Fresh & Emerging Challenges for Businesses
There are virtually endless opportunities out there right now. It has never been easier to start, grow, or launch a business comeback. However, between recent record setting natural disasters, changing markets, the epic Equifax hack, new technology, and new and expanding competition, many businesses are encountering new hurdles, or could be soon. Successfully navigating these times is all about knowing what to do.
The #1 Thing
According to recent Harvard and Stanford business school research, the leading differentiating factor in resilience, being able to bounce back, and even growing in difficult times is empowering your team.
Why It Helps
There are many ways in which this can help your business survive and thrive in all types of environments.
Including:
- Flexibility
- Being able to see and act on new opportunities
- Increasing staff retention rates
- Protecting profitability
- Staying relevant
How to Empower Your Team For Success
There are a variety of ways to put this into practice. The most obvious is empowering team members to come up with their own ideas. Give them the time, and opportunity to think, research, and present them too. Generally, your team members will be far closer to the problems and potential solutions than you as the business owner or CEO. Your tech team knows what new tech solutions are being developed you might not have heard of yet. Your SEO person might have spotted new keyword trends of Google changes that you haven’t tapped into yet. Your sales team might have the best knowledge of customer hang-ups and potential tweaks to make breakthroughs. Solicit their input, and listen to it.

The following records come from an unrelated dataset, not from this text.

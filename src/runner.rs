//! Execution loops.
//!
//! Every selected collector and harvester gets its own tokio task. Tasks
//! share nothing but the store handle, so one failing or panicking
//! component never stops the others. The one exception is a fail-fast
//! collector: its first error ends the whole run.
//!
//! | Mode | Collectors | Harvesters |
//! |------|------------|------------|
//! | [`spawn_loops`] | fire on their schedule | step until deferred, back off, repeat |
//! | [`run_once`] | fire once | one step each |
//! | [`catch_up`] | not run | resolver order, each stepped until deferred |

use anyhow::{Context, Result};
use chrono::Utc;
use serde::Serialize;
use std::sync::Arc;
use std::time::Duration;
use tokio::task::JoinSet;
use tracing::{debug, error, info, warn};

use mobility_harvester_core::component::{Collector, Harvester};
use mobility_harvester_core::graph::NodeId;
use mobility_harvester_core::incremental::{harvest_step, HarvestPlan, StepOutcome};
use mobility_harvester_core::range::Schedule;
use mobility_harvester_core::store::{Store, StoreReceipt};

use crate::config::{ComponentSpec, RunnerConfig};
use crate::pipeline::Pipeline;

/// Runtime knobs shared by every loop.
#[derive(Debug, Clone)]
pub struct RunOptions {
    pub fail_fast: bool,
    pub harvester_backoff: Duration,
}

impl RunOptions {
    pub fn from_config(config: &RunnerConfig) -> Self {
        Self {
            fail_fast: config.fail_fast,
            harvester_backoff: Duration::from_secs(config.harvester_backoff_secs),
        }
    }
}

/// Upper bound on steps per harvester in one catch-up run.
const MAX_CATCH_UP_STEPS: usize = 1_000_000;

/// Run a collector once and store its payload at the current Unix second.
pub async fn collect_once(
    store: &dyn Store,
    spec: &ComponentSpec,
    collector: &dyn Collector,
) -> Result<StoreReceipt> {
    let payload = collector
        .run()
        .await
        .with_context(|| format!("collector '{}' failed", spec.name))?;
    payload
        .expect_kind(spec.kind)
        .with_context(|| format!("collector '{}' returned the wrong kind", spec.name))?;
    let timestamp = Utc::now().timestamp();
    let receipt = store
        .store_payload(&spec.name, timestamp, spec.kind, Some(&payload))
        .await
        .with_context(|| format!("collector '{}' could not store its payload", spec.name))?;
    Ok(receipt)
}

fn plan_of(spec: &ComponentSpec) -> Result<HarvestPlan> {
    spec.harvest_plan()
        .with_context(|| format!("'{}' is not a harvester", spec.name))
}

async fn collector_loop(
    store: Arc<dyn Store>,
    spec: ComponentSpec,
    collector: Arc<dyn Collector>,
    fail_fast: bool,
) -> Result<()> {
    let schedule = spec
        .schedule
        .with_context(|| format!("collector '{}' has no schedule", spec.name))?;
    info!(collector = %spec.name, %schedule, "collector started");

    if let Schedule::Daily(_) = schedule {
        tokio::time::sleep(schedule.delay_from(Utc::now())).await;
    }
    loop {
        match collect_once(store.as_ref(), &spec, collector.as_ref()).await {
            Ok(receipt) => info!(
                collector = %spec.name,
                id = receipt.id,
                deduplicated = receipt.deduplicated,
                "collected"
            ),
            Err(e) if fail_fast => return Err(e),
            Err(e) => warn!(collector = %spec.name, "{:#}", e),
        }
        tokio::time::sleep(schedule.delay_from(Utc::now())).await;
    }
}

async fn harvester_loop(
    store: Arc<dyn Store>,
    plan: HarvestPlan,
    harvester: Arc<dyn Harvester>,
    backoff: Duration,
) -> Result<()> {
    info!(harvester = %plan.name, source = %plan.source, range = %plan.source_range, "harvester started");
    loop {
        match harvest_step(store.as_ref(), &plan, harvester.as_ref()).await {
            Ok(StepOutcome::Progress { written, reference }) => {
                debug!(harvester = %plan.name, written, reference, "harvested");
                tokio::task::yield_now().await;
            }
            Ok(StepOutcome::Deferred(reason)) => {
                debug!(harvester = %plan.name, %reason, "deferred");
                tokio::time::sleep(backoff).await;
            }
            Err(e) => {
                warn!(harvester = %plan.name, "{}", e);
                tokio::time::sleep(backoff).await;
            }
        }
    }
}

/// Spawn one task per selected collector and harvester.
///
/// Each task yields its component name and, for fail-fast collectors
/// only, the error that stopped it.
pub fn spawn_loops(
    tasks: &mut JoinSet<(String, Result<()>)>,
    store: &Arc<dyn Store>,
    pipeline: &Pipeline,
    collectors: &[NodeId],
    harvesters: &[NodeId],
    options: &RunOptions,
) -> Result<()> {
    for &id in collectors {
        let spec = pipeline.spec(id).clone();
        let collector = pipeline
            .collector(id)
            .with_context(|| format!("'{}' is not a collector", spec.name))?;
        let fail_fast = spec.fail_fast.unwrap_or(options.fail_fast);
        let store = Arc::clone(store);
        tasks.spawn(async move {
            let name = spec.name.clone();
            (name, collector_loop(store, spec, collector, fail_fast).await)
        });
    }
    for &id in harvesters {
        let spec = pipeline.spec(id);
        let plan = plan_of(spec)?;
        let harvester = pipeline
            .harvester(id)
            .with_context(|| format!("'{}' is not a harvester", spec.name))?;
        let store = Arc::clone(store);
        let backoff = options.harvester_backoff;
        tasks.spawn(async move {
            let name = plan.name.clone();
            (name, harvester_loop(store, plan, harvester, backoff).await)
        });
    }
    Ok(())
}

/// Wait on the running tasks until Ctrl-C, a fail-fast error, or every
/// task has finished. Panicked tasks are logged and the rest keep going.
pub async fn supervise(mut tasks: JoinSet<(String, Result<()>)>) -> Result<()> {
    let result = loop {
        tokio::select! {
            _ = tokio::signal::ctrl_c() => {
                info!("interrupted, shutting down");
                break Ok(());
            }
            joined = tasks.join_next() => match joined {
                None => break Ok(()),
                Some(Ok((name, Ok(())))) => info!(component = %name, "stopped"),
                Some(Ok((name, Err(e)))) => {
                    error!(component = %name, "{:#}", e);
                    break Err(e.context(format!("'{}' stopped the run", name)));
                }
                Some(Err(e)) if e.is_panic() => error!("component task panicked: {}", e),
                Some(Err(e)) => warn!("component task cancelled: {}", e),
            }
        }
    };
    tasks.shutdown().await;
    result
}

/// What happened to one component in a one-shot run.
#[derive(Debug, Clone, Serialize)]
pub struct ComponentReport {
    pub name: String,
    pub role: &'static str,
    /// Rows written.
    pub written: usize,
    /// Harvester steps that made progress.
    pub steps: usize,
    /// Why the last step did nothing, if it did nothing.
    pub deferred: Option<String>,
    pub error: Option<String>,
}

impl ComponentReport {
    fn new(name: &str, role: &'static str) -> Self {
        Self {
            name: name.to_string(),
            role,
            written: 0,
            steps: 0,
            deferred: None,
            error: None,
        }
    }
}

/// Run every selected collector once (concurrently) and then step every
/// selected harvester once, in order.
pub async fn run_once(
    store: &Arc<dyn Store>,
    pipeline: &Pipeline,
    collectors: &[NodeId],
    harvesters: &[NodeId],
    options: &RunOptions,
) -> Result<Vec<ComponentReport>> {
    let mut reports = Vec::new();

    let mut tasks = JoinSet::new();
    for &id in collectors {
        let spec = pipeline.spec(id).clone();
        let collector = pipeline
            .collector(id)
            .with_context(|| format!("'{}' is not a collector", spec.name))?;
        let store = Arc::clone(store);
        tasks.spawn(async move {
            let result = collect_once(store.as_ref(), &spec, collector.as_ref()).await;
            (spec, result)
        });
    }
    while let Some(joined) = tasks.join_next().await {
        let (spec, result) = match joined {
            Ok(done) => done,
            Err(e) => {
                error!("collector task panicked: {}", e);
                continue;
            }
        };
        let mut report = ComponentReport::new(&spec.name, "collector");
        match result {
            Ok(_) => report.written = 1,
            Err(e) if spec.fail_fast.unwrap_or(options.fail_fast) => return Err(e),
            Err(e) => {
                warn!(collector = %spec.name, "{:#}", e);
                report.error = Some(format!("{:#}", e));
            }
        }
        reports.push(report);
    }
    reports.sort_by(|a, b| a.name.cmp(&b.name));

    for &id in harvesters {
        let spec = pipeline.spec(id);
        let plan = plan_of(spec)?;
        let harvester = pipeline
            .harvester(id)
            .with_context(|| format!("'{}' is not a harvester", spec.name))?;
        let mut report = ComponentReport::new(&spec.name, "harvester");
        step_into(store.as_ref(), &plan, harvester.as_ref(), &mut report).await;
        reports.push(report);
    }
    Ok(reports)
}

/// Record one step in `report`. Returns true when it made progress.
async fn step_into(
    store: &dyn Store,
    plan: &HarvestPlan,
    harvester: &dyn Harvester,
    report: &mut ComponentReport,
) -> bool {
    match harvest_step(store, plan, harvester).await {
        Ok(StepOutcome::Progress { written, .. }) => {
            report.written += written;
            report.steps += 1;
            true
        }
        Ok(StepOutcome::Deferred(reason)) => {
            report.deferred = Some(reason.to_string());
            false
        }
        Err(e) => {
            warn!(harvester = %plan.name, "{}", e);
            report.error = Some(e.to_string());
            false
        }
    }
}

/// Bring the selected harvesters up to date, in bootstrap order.
///
/// Harvesters caught in a dependency cycle still run, after the others;
/// they are logged so the configuration can be fixed.
pub async fn catch_up(
    store: &Arc<dyn Store>,
    pipeline: &Pipeline,
    harvesters: &[NodeId],
) -> Result<Vec<ComponentReport>> {
    let order = pipeline.graph().bootstrap_order();
    for id in &order.unresolved {
        warn!(harvester = %pipeline.spec(*id).name, "dependency order unresolved (cycle?)");
    }

    let mut reports = Vec::new();
    for id in order.order.into_iter().filter(|id| harvesters.contains(id)) {
        let spec = pipeline.spec(id);
        let plan = plan_of(spec)?;
        let harvester = pipeline
            .harvester(id)
            .with_context(|| format!("'{}' is not a harvester", spec.name))?;
        let mut report = ComponentReport::new(&spec.name, "harvester");
        for _ in 0..MAX_CATCH_UP_STEPS {
            if !step_into(store.as_ref(), &plan, harvester.as_ref(), &mut report).await {
                break;
            }
        }
        info!(harvester = %spec.name, steps = report.steps, written = report.written, "caught up");
        reports.push(report);
    }
    Ok(reports)
}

Then empower them to test out the best ideas. Give them the time and resources to do it. Most things can be tested in viable sizes at a modest cost. Out of 3 or 5, one should pay off way more than enough to cover those that fail. For example; it doesn’t cost much to test out several new landing pages. Then track the data. Give it a fair chance. If you don’t the fear may leave you with nothing left to save.
Decentralized management is a big part of this too. That means stepping back, getting out of your own way, and letting qualified team members run things. There has to be checks and balances, and supervision. Yet, in most cases, if you have the right team, there is far more to be gained. Let your marketing manager directly organize and run your designers, writers, and data entry assistants. Let your tech manager deal with your payment gateways, support tickets, and work directly with the marketing team, so that you aren’t slowing down the process. If you are the bottleneck for Facebook posts making it online on time, emails going out, new ads being launched, and so on; you aren’t empowering your team to help you the best they can.

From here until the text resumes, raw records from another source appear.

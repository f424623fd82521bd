//! Range handler: raw items of one collection between two timestamps.
//!
//! ```toml
//! [handlers.recent_positions]
//! implementation = "range"
//! collection = "positions"
//! query_parameters = { start = "int?", end = "int?", limit = "int?" }
//! ```
//!
//! Both bounds are inclusive. Answers `[{"timestamp", "data"}, ...]`,
//! oldest first, with binary data base64 encoded. A collection with no
//! rows at all answers 404.

use anyhow::{Context, Result};
use async_trait::async_trait;
use serde_json::{json, Value};

use mobility_harvester_core::component::{Handler, HandlerContext, ParamError, Params};
use mobility_harvester_core::models::Payload;
use mobility_harvester_core::store::ItemQuery;

use crate::config::ComponentSpec;
use crate::harvester_concat::payload_to_json;

pub struct RangeHandler {
    collection: String,
}

impl RangeHandler {
    pub fn new(collection: String) -> Self {
        Self { collection }
    }

    pub fn from_spec(spec: &ComponentSpec) -> Result<Self> {
        let collection = spec
            .setting_reference("collection")
            .context("the range handler needs a 'collection' setting")?;
        Ok(Self::new(collection))
    }
}

/// Item query for optional inclusive `start`/`end` bounds and a `limit`.
///
/// A `limit` outside `0..=u32::MAX` is a client error.
pub fn bounded_query(
    start: Option<i64>,
    end: Option<i64>,
    limit: Option<i64>,
) -> Result<ItemQuery, ParamError> {
    let mut query = ItemQuery::all();
    if let Some(start) = start {
        query = query.since(start);
    }
    if let Some(end) = end {
        query = query.until(end);
    }
    if let Some(limit) = limit {
        let limit = u32::try_from(limit).map_err(|_| ParamError::OutOfRange {
            name: "limit".to_string(),
            allowed: format!("between 0 and {}", u32::MAX),
            value: limit.to_string(),
        })?;
        query = query.limit(limit);
    }
    Ok(query)
}

#[async_trait]
impl Handler for RangeHandler {
    async fn run(&self, params: &Params, ctx: &HandlerContext) -> Result<Option<Payload>> {
        if ctx.latest(&self.collection).await?.is_none() {
            return Ok(None);
        }
        let query = bounded_query(params.int("start"), params.int("end"), params.int("limit"))?;
        let items = ctx.query(&self.collection, &query).await?;

        let rows = items
            .iter()
            .map(|item| {
                Ok(json!({
                    "timestamp": item.timestamp,
                    "data": payload_to_json(item.payload()?.as_ref()),
                }))
            })
            .collect::<Result<Vec<Value>>>()?;
        Ok(Some(Payload::Json(Value::Array(rows))))
    }
}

As long as you have good players in the right roles, they are very clear about what you expect, and what the mission is, and it ‘just works’, this can all work with remote teams and managers. These teams can also offer built in protection for business continuity by being in different locations, and providing the ability to scale up and down more quickly.

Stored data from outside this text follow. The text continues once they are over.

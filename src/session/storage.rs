use std::collections::BTreeMap;
use std::io::ErrorKind;
use std::path::{Path, PathBuf};
use std::sync::Arc;

use base64::Engine;
use base64::engine::general_purpose::URL_SAFE_NO_PAD;
use parking_lot::RwLock;

use super::traits::SessionStorage;
use crate::error::Error;

/// In-process storage. Clones share the same map, which is how several
/// managers in one process stand in for several tabs over one browser store.
#[derive(Debug, Clone, Default)]
pub struct MemoryStorage {
    entries: Arc<RwLock<BTreeMap<String, String>>>,
}

impl MemoryStorage {
    #[must_use]
    pub fn new() -> Self {
        Self::default()
    }

    /// Number of stored keys.
    #[must_use]
    pub fn len(&self) -> usize {
        self.entries.read().len()
    }

    #[must_use]
    pub fn is_empty(&self) -> bool {
        self.entries.read().is_empty()
    }
}

impl SessionStorage for MemoryStorage {
    async fn get(&self, key: &str) -> Result<Option<String>, Error> {
        Ok(self.entries.read().get(key).cloned())
    }

    async fn set(&self, key: &str, value: String) -> Result<(), Error> {
        self.entries.write().insert(key.to_owned(), value);
        Ok(())
    }

    async fn remove(&self, key: &str) -> Result<(), Error> {
        self.entries.write().remove(key);
        Ok(())
    }

    async fn keys(&self, prefix: &str) -> Result<Vec<String>, Error> {
        Ok(self
            .entries
            .read()
            .range(prefix.to_owned()..)
            .take_while(|(k, _)| k.starts_with(prefix))
            .map(|(k, _)| k.clone())
            .collect())
    }
}

/// Directory-backed storage, one file per key.
///
/// File names are the base64url-encoded keys so any key is a valid name.
/// Writes go to a temporary file first and are renamed into place.
#[derive(Debug, Clone)]
pub struct FileStorage {
    dir: PathBuf,
}

impl FileStorage {
    /// Open (and create if needed) a storage directory.
    ///
    /// # Errors
    ///
    /// Returns [`Error::Storage`] if the directory cannot be created.
    pub async fn open(dir: impl Into<PathBuf>) -> Result<Self, Error> {
        let dir = dir.into();
        tokio::fs::create_dir_all(&dir)
            .await
            .map_err(|e| Error::Storage(format!("create {}: {e}", dir.display())))?;
        Ok(Self { dir })
    }

    /// Directory holding the key files.
    #[must_use]
    pub fn dir(&self) -> &Path {
        &self.dir
    }

    fn path_for(&self, key: &str) -> PathBuf {
        self.dir.join(URL_SAFE_NO_PAD.encode(key))
    }
}

impl SessionStorage for FileStorage {
    async fn get(&self, key: &str) -> Result<Option<String>, Error> {
        match tokio::fs::read_to_string(self.path_for(key)).await {
            Ok(value) => Ok(Some(value)),
            Err(e) if e.kind() == ErrorKind::NotFound => Ok(None),
            Err(e) => Err(Error::Storage(format!("read {key}: {e}"))),
        }
    }

    async fn set(&self, key: &str, value: String) -> Result<(), Error> {
        let path = self.path_for(key);
        let tmp = path.with_extension("tmp");
        tokio::fs::write(&tmp, value)
            .await
            .map_err(|e| Error::Storage(format!("write {key}: {e}")))?;
        tokio::fs::rename(&tmp, &path)
            .await
            .map_err(|e| Error::Storage(format!("rename {key}: {e}")))
    }

    async fn remove(&self, key: &str) -> Result<(), Error> {
        match tokio::fs::remove_file(self.path_for(key)).await {
            Ok(()) => Ok(()),
            Err(e) if e.kind() == ErrorKind::NotFound => Ok(()),
            Err(e) => Err(Error::Storage(format!("remove {key}: {e}"))),
        }
    }

    async fn keys(&self, prefix: &str) -> Result<Vec<String>, Error> {
        let mut entries = tokio::fs::read_dir(&self.dir)
            .await
            .map_err(|e| Error::Storage(format!("list {}: {e}", self.dir.display())))?;

        let mut keys = Vec::new();
        while let Some(entry) = entries
            .next_entry()
            .await
            .map_err(|e| Error::Storage(format!("list {}: {e}", self.dir.display())))?
        {
            let name = entry.file_name();
            // Skips leftover temporary files and anything not written by us.
            let Some(key) = name
                .to_str()
                .and_then(|n| URL_SAFE_NO_PAD.decode(n).ok())
                .and_then(|bytes| String::from_utf8(bytes).ok())
            else {
                continue;
            };
            if key.starts_with(prefix) {
                keys.push(key);
            }
        }
        keys.sort();
        Ok(keys)
    }
}

#[cfg(test)]
mod tests {
    use super::*;

    #[tokio::test]
    async fn memory_storage_basic_operations() {
        let storage = MemoryStorage::new();
        assert!(storage.get("a").await.unwrap().is_none());

        storage.set("a", "1".into()).await.unwrap();
        assert_eq!(storage.get("a").await.unwrap().as_deref(), Some("1"));

        storage.remove("a").await.unwrap();
        storage.remove("a").await.unwrap();
        assert!(storage.is_empty());
    }

    #[tokio::test]
    async fn memory_storage_keys_by_prefix() {
        let storage = MemoryStorage::new();
        for key in ["session:b", "session:a", "sessions", "other:a"] {
            storage.set(key, String::new()).await.unwrap();
        }
        let keys = storage.keys("session:").await.unwrap();
        assert_eq!(keys, vec!["session:a".to_string(), "session:b".to_string()]);
    }

    #[tokio::test]
    async fn memory_storage_clones_share_entries() {
        let tab_a = MemoryStorage::new();
        let tab_b = tab_a.clone();
        tab_a.set("k", "v".into()).await.unwrap();
        assert_eq!(tab_b.get("k").await.unwrap().as_deref(), Some("v"));
    }

    #[tokio::test]
    async fn file_storage_persists_across_instances() {
        let dir = tempfile::tempdir().unwrap();
        let storage = FileStorage::open(dir.path()).await.unwrap();
        storage
            .set("enhanced_session:current", "01J".into())
            .await
            .unwrap();

        let reopened = FileStorage::open(dir.path()).await.unwrap();
        assert_eq!(
            reopened.get("enhanced_session:current").await.unwrap().as_deref(),
            Some("01J")
        );
    }

    #[tokio::test]
    async fn file_storage_keys_and_remove() {
        let dir = tempfile::tempdir().unwrap();
        let storage = FileStorage::open(dir.path().join("nested")).await.unwrap();
        storage.set("s:2", "b".into()).await.unwrap();
        storage.set("s:1", "a".into()).await.unwrap();
        storage.set("t:1", "c".into()).await.unwrap();
        tokio::fs::write(dir.path().join("nested").join("not base64!"), "x")
            .await
            .unwrap();

        assert_eq!(
            storage.keys("s:").await.unwrap(),
            vec!["s:1".to_string(), "s:2".to_string()]
        );

        storage.remove("s:1").await.unwrap();
        storage.remove("s:1").await.unwrap();
        assert!(storage.get("s:1").await.unwrap().is_none());
        assert_eq!(storage.keys("s:").await.unwrap(), vec!["s:2".to_string()]);
    }
}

One word of warning here; to be really empowered, team members must be given enough access and info to work with. They need to know where the numbers are now, and where you want them to be, if they are to come up with viable solutions in the most effective way. Then, they need enough access and data to see what is working, what isn’t, and how close they are to the goal posts. Otherwise they can’t serve you to their fullest potential.
So whether you see some challenges on the horizon, are in the middle of it, or just want to stay ahead of the game for the future; give some thought to how to build these concepts into your operations now.